**Records shown**

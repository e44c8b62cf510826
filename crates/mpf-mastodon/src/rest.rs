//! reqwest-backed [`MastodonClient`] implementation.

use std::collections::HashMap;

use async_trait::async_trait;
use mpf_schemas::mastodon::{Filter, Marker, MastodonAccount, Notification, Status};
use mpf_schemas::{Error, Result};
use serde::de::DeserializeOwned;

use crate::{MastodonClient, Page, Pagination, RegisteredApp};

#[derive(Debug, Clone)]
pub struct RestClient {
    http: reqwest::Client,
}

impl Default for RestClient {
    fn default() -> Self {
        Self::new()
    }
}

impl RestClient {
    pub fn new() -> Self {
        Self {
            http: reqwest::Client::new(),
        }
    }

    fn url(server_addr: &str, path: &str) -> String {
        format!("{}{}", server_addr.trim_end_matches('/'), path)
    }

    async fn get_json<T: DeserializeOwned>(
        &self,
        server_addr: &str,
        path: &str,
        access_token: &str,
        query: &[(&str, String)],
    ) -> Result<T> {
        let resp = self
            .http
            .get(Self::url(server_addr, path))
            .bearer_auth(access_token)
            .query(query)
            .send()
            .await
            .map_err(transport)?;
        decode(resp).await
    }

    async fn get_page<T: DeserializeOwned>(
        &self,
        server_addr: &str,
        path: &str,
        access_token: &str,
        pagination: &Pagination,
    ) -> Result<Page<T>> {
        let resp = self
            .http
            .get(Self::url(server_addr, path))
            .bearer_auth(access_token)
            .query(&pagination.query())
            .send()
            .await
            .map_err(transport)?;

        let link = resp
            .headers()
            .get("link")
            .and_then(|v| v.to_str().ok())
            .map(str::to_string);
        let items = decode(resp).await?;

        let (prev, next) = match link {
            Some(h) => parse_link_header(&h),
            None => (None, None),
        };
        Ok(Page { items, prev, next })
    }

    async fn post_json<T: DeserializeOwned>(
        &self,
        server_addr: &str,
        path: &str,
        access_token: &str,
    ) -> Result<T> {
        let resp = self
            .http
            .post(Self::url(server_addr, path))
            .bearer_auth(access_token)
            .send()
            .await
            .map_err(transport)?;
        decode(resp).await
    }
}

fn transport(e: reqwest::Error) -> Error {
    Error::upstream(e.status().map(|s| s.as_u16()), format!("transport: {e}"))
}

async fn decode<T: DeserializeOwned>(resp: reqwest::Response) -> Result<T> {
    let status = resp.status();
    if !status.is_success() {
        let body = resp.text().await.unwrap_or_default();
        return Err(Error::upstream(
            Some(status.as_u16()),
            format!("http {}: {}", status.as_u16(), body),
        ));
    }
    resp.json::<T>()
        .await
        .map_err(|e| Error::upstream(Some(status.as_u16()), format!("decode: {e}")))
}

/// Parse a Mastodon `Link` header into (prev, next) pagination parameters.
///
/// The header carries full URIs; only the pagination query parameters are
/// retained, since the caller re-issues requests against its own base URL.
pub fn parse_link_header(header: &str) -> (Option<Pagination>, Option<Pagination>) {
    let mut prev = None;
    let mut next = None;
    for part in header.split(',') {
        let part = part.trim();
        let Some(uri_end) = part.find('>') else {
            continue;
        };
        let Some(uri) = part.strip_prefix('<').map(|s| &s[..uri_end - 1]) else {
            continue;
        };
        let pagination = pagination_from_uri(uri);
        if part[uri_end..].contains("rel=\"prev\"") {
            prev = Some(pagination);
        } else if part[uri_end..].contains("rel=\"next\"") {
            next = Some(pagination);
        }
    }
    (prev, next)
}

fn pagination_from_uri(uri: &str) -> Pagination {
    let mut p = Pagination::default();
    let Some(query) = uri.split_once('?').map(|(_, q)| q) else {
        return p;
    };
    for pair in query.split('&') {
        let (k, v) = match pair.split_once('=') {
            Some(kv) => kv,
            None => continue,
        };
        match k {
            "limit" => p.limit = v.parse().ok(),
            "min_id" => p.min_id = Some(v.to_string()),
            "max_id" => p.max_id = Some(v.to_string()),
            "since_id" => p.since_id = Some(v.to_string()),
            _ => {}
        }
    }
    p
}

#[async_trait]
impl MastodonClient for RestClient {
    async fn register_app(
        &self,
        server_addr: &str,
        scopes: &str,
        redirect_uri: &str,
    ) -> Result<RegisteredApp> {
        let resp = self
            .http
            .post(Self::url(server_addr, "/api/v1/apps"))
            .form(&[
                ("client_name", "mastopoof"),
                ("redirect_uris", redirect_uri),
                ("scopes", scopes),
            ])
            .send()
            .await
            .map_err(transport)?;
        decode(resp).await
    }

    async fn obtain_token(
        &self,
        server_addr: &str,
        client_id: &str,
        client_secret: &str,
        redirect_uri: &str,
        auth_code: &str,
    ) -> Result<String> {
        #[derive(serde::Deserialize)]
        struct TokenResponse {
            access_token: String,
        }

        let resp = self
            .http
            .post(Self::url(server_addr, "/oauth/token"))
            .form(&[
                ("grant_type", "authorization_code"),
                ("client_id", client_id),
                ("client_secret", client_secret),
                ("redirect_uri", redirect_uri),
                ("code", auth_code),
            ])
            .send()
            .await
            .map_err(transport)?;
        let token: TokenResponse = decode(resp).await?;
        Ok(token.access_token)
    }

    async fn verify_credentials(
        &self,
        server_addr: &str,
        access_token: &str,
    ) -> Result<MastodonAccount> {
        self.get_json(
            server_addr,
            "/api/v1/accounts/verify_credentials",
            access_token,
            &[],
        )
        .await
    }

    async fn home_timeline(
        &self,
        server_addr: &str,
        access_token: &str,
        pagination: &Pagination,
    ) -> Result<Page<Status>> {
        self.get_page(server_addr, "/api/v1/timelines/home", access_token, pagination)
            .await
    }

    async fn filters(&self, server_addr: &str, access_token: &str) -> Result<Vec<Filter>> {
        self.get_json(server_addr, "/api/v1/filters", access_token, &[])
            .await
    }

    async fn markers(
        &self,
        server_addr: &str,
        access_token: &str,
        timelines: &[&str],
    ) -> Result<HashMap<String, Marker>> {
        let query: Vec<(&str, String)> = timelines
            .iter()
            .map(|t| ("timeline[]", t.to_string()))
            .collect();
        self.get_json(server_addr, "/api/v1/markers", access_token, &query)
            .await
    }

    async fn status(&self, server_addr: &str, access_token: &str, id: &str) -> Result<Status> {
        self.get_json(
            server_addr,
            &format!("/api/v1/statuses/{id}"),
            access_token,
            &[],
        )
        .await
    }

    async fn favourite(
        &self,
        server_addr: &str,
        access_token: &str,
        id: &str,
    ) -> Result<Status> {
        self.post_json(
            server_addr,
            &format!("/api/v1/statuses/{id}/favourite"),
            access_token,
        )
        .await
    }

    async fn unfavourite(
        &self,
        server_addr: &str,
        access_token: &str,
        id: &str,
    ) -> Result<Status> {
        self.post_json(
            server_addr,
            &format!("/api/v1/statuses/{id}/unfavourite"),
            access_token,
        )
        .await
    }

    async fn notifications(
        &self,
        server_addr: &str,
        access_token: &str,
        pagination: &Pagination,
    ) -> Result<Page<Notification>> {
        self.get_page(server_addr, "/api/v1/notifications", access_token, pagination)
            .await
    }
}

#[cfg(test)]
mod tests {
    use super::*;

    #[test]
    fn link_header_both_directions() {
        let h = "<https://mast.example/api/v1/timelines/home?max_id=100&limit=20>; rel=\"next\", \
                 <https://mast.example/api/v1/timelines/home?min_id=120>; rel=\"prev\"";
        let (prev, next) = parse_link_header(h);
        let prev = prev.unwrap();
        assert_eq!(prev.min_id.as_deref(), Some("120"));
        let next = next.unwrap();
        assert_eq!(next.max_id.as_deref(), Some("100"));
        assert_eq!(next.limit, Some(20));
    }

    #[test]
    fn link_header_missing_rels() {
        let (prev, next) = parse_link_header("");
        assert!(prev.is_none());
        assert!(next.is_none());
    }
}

**What you need to do**
In how many lines of the entries does "MastodonAccount" appear? Reply with only the number.

**Exercise response**
2